Queda
da taxa de fecundidade coloca Brasil diante de dilemas
Ter
filhos é algo que não está nos planos de Ana Flávia Yarid, de 38 anos. A
gerente de contratos conta que ser mãe nunca foi um sonho para ela, e essa
hipótese se afastou em definitivo nos últimos anos devido ao seu estilo de vida
como nômade digital.
"Sempre
tive o sonho de conhecer o mundo, há alguns anos abri mão do meu apartamento,
comecei a trabalhar remoto e a viajar por diversos países. Foi viajando que
percebi que a maternidade realmente não se encaixa na minha vida", diz.
Mulheres
como Ana Flávia, que optam por não terem filhos, são cada vez mais comuns.
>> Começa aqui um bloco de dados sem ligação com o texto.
//! APLIC domain register map.
//!
//! Offsets within one domain's window:
//!   0x0000: domaincfg
//!   0x0004 + 4*(i-1): sourcecfg[i]
//!   0x1BC0..0x1BCC: mmsiaddrcfg(h), smsiaddrcfg(h)  (M domain only)
//!   0x1C00 + 4k: setip[k]       0x1CDC: setipnum
//!   0x1D00 + 4k: in_clrip[k]    0x1DDC: clripnum
//!   0x1E00 + 4k: setie[k]       0x1EDC: setienum
//!   0x1F00 + 4k: clrie[k]       0x1FDC: clrienum
//!   0x2000: setipnum_le         0x2004: setipnum_be
//!   0x3000: genmsi
//!   0x3004 + 4*(i-1): target[i]
//!   0x4000 + 32*hart: IDC (idelivery, iforce, ithreshold, topi, claimi)

use crate::error::{AiaError, Result};

pub const DOMAINCFG: u32 = 0x0000;
pub const SOURCECFG: u32 = 0x0004;
pub const MMSIADDRCFG: u32 = 0x1BC0;
pub const MMSIADDRCFGH: u32 = 0x1BC4;
pub const SMSIADDRCFG: u32 = 0x1BC8;
pub const SMSIADDRCFGH: u32 = 0x1BCC;
pub const SETIP: u32 = 0x1C00;
pub const SETIPNUM: u32 = 0x1CDC;
pub const IN_CLRIP: u32 = 0x1D00;
pub const CLRIPNUM: u32 = 0x1DDC;
pub const SETIE: u32 = 0x1E00;
pub const SETIENUM: u32 = 0x1EDC;
pub const CLRIE: u32 = 0x1F00;
pub const CLRIENUM: u32 = 0x1FDC;
pub const SETIPNUM_LE: u32 = 0x2000;
pub const SETIPNUM_BE: u32 = 0x2004;
pub const GENMSI: u32 = 0x3000;
pub const TARGET: u32 = 0x3004;
pub const IDC_BASE: u32 = 0x4000;
pub const IDC_STRIDE: u32 = 0x20;

pub const IDELIVERY: u32 = 0x00;
pub const IFORCE: u32 = 0x04;
pub const ITHRESHOLD: u32 = 0x08;
pub const TOPI: u32 = 0x18;
pub const CLAIMI: u32 = 0x1C;

/// domaincfg.IE
pub const DOMAINCFG_IE: u32 = 1 << 8;
/// domaincfg.DM (MSI delivery)
pub const DOMAINCFG_DM: u32 = 1 << 2;
/// Read-only top byte of domaincfg
pub const DOMAINCFG_RO: u32 = 0x8000_0000;

/// Register within an IDC block
#[derive(Debug, Clone, Copy, PartialEq, Eq)]
pub enum IdcReg {
    IDelivery,
    IForce,
    IThreshold,
    Topi,
    Claimi,
}

/// Decoded domain register
#[derive(Debug, Clone, Copy, PartialEq, Eq)]
pub enum Reg {
    DomainCfg,
    SourceCfg(u32),
    MsiAddrCfg(u32),
    SetIp(usize),
    SetIpNum,
    InClrIp(usize),
    ClrIpNum,
    SetIe(usize),
    SetIeNum,
    ClrIe(usize),
    ClrIeNum,
    SetIpNumLe,
    SetIpNumBe,
    GenMsi,
    Target(u32),
    Idc { hart: u32, reg: IdcReg },
}

impl Reg {
    /// Decode a 32-bit aligned offset for a domain with `nr_sources` source
    /// slots and `nr_harts` IDCs
    pub fn decode(offset: u32, nr_sources: u32, nr_harts: u32) -> Result<Self> {
        let unmapped = || AiaError::UnmappedAddress(offset as u64);
        if offset & 3 != 0 {
            return Err(unmapped());
        }
        let words = nr_sources.div_ceil(32);
        let bitmap_word = |base: u32| {
            let k = (offset - base) / 4;
            (offset >= base && k < words).then_some(k as usize)
        };

        let reg = match offset {
            DOMAINCFG => Reg::DomainCfg,
            o if o >= SOURCECFG && o < SOURCECFG + 4 * (nr_sources - 1) => Reg::SourceCfg(o / 4),
            MMSIADDRCFG..=SMSIADDRCFGH => Reg::MsiAddrCfg(offset),
            SETIPNUM => Reg::SetIpNum,
            CLRIPNUM => Reg::ClrIpNum,
            SETIENUM => Reg::SetIeNum,
            CLRIENUM => Reg::ClrIeNum,
            SETIPNUM_LE => Reg::SetIpNumLe,
            SETIPNUM_BE => Reg::SetIpNumBe,
            GENMSI => Reg::GenMsi,
            SETIP..=0x1CD8 => Reg::SetIp(bitmap_word(SETIP).ok_or_else(unmapped)?),
            IN_CLRIP..=0x1DD8 => Reg::InClrIp(bitmap_word(IN_CLRIP).ok_or_else(unmapped)?),
            SETIE..=0x1ED8 => Reg::SetIe(bitmap_word(SETIE).ok_or_else(unmapped)?),
            CLRIE..=0x1FD8 => Reg::ClrIe(bitmap_word(CLRIE).ok_or_else(unmapped)?),
            o if o >= TARGET && o < TARGET + 4 * (nr_sources - 1) => {
                Reg::Target((o - GENMSI) / 4)
            }
            o if o >= IDC_BASE => {
                let hart = (o - IDC_BASE) / IDC_STRIDE;
                if hart >= nr_harts {
                    return Err(unmapped());
                }
                let reg = match (o - IDC_BASE) % IDC_STRIDE {
                    IDELIVERY => IdcReg::IDelivery,
                    IFORCE => IdcReg::IForce,
                    ITHRESHOLD => IdcReg::IThreshold,
                    TOPI => IdcReg::Topi,
                    CLAIMI => IdcReg::Claimi,
                    _ => return Err(unmapped()),
                };
                Reg::Idc { hart, reg }
            }
            _ => return Err(unmapped()),
        };
        Ok(reg)
    }
}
Prova disso é que a taxa de fecundidade no Brasil atingiu o menor patamar já
registrado: 1,55 filho por mulher, segundo dados do Censo de 2022 divulgados
nesta sexta-feira (27/06).
O
número de nascimentos vem caindo ano a ano. Um levantamento do Instituto
Brasileiro de Geografia e Estatística (IBGE) com base nos registros cartorários
de 2023 aponta que aquele ano foi o quinto consecutivo de redução do número de
recém-nascidos: 2,52 milhões, 0,7% menos que no ano anterior.
Em
relação à média registrada nos cinco anos anteriores à pandemia de covid-19, de
2015 a 2019, o número de nascimentos em 2023 foi 12% menor. Na série histórica
divulgada pelo IBGE, o número de nascimentos em 2023 foi o menor desde 1976.
Com
isso, a taxa de fecundidade do Brasil se aproxima de um patamar similar ao de
países europeus, nos quais o envelhecimento populacional desafia sistemas
previdenciários e de saúde. Na União Europeia, a taxa foi de 1,38 filho por
mulher em 2023.
A
projeção é que o crescimento da população brasileira deve se estagnar em 2041,
com um pico de cerca de 230 milhões de habitantes, e entrar em declínio a
partir daí. Em 2070, o país deve ter cerca de 199 milhões de pessoas, número
inferior ao atual, e 1,5 milhão de nascimentos ao ano.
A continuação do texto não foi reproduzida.